▸ **Assignment**
Filter out every line below that lacks "impl", and copy the rest.

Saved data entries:
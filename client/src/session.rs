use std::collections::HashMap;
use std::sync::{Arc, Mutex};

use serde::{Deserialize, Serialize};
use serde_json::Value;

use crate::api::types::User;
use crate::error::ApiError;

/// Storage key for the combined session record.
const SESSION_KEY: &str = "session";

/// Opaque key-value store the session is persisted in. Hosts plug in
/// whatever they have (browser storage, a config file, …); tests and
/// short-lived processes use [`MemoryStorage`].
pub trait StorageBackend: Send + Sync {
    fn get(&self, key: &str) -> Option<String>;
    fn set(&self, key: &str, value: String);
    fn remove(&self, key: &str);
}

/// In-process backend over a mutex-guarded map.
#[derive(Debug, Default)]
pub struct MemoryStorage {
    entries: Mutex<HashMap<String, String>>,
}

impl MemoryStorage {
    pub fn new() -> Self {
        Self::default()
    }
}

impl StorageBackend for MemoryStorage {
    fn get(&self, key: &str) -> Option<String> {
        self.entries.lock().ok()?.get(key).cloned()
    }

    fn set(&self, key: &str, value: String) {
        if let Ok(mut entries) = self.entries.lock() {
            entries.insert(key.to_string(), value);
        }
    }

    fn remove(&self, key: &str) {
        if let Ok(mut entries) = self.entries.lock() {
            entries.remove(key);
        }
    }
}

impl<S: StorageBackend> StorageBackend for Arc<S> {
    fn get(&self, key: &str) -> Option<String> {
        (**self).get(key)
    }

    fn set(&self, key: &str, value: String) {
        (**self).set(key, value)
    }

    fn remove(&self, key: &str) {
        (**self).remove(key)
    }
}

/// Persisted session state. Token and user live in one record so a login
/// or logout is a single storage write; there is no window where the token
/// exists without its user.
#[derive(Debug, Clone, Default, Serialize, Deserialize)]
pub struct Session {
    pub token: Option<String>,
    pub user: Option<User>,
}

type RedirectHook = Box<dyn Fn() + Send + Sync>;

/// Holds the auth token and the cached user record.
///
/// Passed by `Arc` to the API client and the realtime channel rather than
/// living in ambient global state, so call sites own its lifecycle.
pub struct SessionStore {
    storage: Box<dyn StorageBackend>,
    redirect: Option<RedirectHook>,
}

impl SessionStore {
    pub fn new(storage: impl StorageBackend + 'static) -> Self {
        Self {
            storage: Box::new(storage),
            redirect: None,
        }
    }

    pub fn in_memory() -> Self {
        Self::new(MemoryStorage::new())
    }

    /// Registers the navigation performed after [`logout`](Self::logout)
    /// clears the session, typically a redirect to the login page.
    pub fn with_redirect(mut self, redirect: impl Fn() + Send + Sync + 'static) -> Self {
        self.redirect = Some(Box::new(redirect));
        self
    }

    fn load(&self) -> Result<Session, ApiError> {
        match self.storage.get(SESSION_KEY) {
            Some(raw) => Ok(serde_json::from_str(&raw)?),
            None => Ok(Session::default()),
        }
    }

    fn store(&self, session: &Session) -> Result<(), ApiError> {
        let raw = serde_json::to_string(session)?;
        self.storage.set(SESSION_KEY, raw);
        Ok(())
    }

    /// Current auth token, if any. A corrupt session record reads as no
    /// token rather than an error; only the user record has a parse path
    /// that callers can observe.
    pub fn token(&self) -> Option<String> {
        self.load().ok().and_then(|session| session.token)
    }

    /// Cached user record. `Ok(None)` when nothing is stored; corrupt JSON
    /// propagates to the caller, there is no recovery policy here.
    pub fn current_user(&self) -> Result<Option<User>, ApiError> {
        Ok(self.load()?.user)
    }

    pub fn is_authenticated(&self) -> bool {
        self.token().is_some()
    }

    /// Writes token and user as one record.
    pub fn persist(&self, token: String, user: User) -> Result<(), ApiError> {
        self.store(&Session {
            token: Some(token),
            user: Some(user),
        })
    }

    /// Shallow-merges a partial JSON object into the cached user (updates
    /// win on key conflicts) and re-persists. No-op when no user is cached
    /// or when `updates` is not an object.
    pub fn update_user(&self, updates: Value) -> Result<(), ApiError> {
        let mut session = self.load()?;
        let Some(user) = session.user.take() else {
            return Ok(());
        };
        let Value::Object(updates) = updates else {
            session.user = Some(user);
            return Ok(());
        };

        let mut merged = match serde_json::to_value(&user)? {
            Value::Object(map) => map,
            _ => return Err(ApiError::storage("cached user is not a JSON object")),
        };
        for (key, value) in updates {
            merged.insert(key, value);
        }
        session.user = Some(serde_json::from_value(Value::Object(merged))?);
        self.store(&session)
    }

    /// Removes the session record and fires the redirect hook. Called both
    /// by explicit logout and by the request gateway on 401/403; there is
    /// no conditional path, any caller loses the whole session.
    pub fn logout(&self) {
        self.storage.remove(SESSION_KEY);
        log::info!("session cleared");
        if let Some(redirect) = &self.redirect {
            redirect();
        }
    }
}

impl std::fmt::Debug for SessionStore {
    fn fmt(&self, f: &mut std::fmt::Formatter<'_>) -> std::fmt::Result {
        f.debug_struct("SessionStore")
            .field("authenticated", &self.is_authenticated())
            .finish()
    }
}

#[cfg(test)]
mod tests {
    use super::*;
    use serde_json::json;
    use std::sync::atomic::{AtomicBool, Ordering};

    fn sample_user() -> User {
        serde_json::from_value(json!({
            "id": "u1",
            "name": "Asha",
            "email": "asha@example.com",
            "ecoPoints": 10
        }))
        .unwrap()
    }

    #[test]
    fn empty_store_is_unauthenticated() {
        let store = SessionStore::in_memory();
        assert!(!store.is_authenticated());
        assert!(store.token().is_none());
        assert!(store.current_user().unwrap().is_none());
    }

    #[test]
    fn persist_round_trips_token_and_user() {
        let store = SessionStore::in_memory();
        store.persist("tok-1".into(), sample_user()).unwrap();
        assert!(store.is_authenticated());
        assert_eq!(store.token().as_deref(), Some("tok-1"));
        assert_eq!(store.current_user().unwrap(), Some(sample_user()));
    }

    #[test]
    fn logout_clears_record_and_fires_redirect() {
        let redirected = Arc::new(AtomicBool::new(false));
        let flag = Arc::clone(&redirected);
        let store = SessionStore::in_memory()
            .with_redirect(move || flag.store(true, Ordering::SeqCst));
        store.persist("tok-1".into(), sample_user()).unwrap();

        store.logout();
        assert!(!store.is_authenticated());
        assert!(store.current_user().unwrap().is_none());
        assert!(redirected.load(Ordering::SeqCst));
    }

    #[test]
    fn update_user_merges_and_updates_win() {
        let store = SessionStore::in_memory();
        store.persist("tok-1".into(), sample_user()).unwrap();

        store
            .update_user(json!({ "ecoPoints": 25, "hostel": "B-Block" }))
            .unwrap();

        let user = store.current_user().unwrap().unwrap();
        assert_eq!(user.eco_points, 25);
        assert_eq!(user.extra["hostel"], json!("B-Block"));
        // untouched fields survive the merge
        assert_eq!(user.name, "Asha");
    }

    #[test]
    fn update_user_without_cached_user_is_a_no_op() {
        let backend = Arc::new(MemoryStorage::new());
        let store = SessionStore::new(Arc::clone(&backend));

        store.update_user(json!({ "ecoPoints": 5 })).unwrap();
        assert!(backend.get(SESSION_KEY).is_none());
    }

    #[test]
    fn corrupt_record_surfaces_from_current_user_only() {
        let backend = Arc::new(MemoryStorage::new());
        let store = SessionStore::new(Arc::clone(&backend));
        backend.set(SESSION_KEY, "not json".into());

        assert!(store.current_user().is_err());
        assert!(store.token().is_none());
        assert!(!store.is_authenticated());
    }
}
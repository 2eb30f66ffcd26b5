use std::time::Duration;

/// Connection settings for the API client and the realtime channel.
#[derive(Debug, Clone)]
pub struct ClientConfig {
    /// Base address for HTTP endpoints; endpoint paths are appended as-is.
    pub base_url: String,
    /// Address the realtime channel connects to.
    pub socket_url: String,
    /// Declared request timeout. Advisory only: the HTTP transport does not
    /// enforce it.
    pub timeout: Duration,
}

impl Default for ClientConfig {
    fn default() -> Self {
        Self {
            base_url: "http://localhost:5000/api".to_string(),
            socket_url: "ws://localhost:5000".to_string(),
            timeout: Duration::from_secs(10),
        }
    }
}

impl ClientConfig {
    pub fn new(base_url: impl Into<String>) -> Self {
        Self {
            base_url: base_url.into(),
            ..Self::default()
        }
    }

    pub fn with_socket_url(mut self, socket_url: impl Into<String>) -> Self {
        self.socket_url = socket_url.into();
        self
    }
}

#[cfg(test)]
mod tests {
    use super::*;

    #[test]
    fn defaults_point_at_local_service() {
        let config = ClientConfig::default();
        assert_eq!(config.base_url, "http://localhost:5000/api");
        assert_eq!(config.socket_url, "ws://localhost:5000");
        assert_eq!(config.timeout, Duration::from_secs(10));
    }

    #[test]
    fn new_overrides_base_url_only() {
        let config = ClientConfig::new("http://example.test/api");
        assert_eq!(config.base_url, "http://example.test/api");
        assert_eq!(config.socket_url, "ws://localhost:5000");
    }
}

▸ **Exercise result**
impl MemoryStorage {
impl StorageBackend for MemoryStorage {
impl<S: StorageBackend> StorageBackend for Arc<S> {
impl SessionStore {
    pub fn new(storage: impl StorageBackend + 'static) -> Self {
    pub fn with_redirect(mut self, redirect: impl Fn() + Send + Sync + 'static) -> Self {
impl std::fmt::Debug for SessionStore {
impl Default for ClientConfig {
impl ClientConfig {
    pub fn new(base_url: impl Into<String>) -> Self {
    pub fn with_socket_url(mut self, socket_url: impl Into<String>) -> Self {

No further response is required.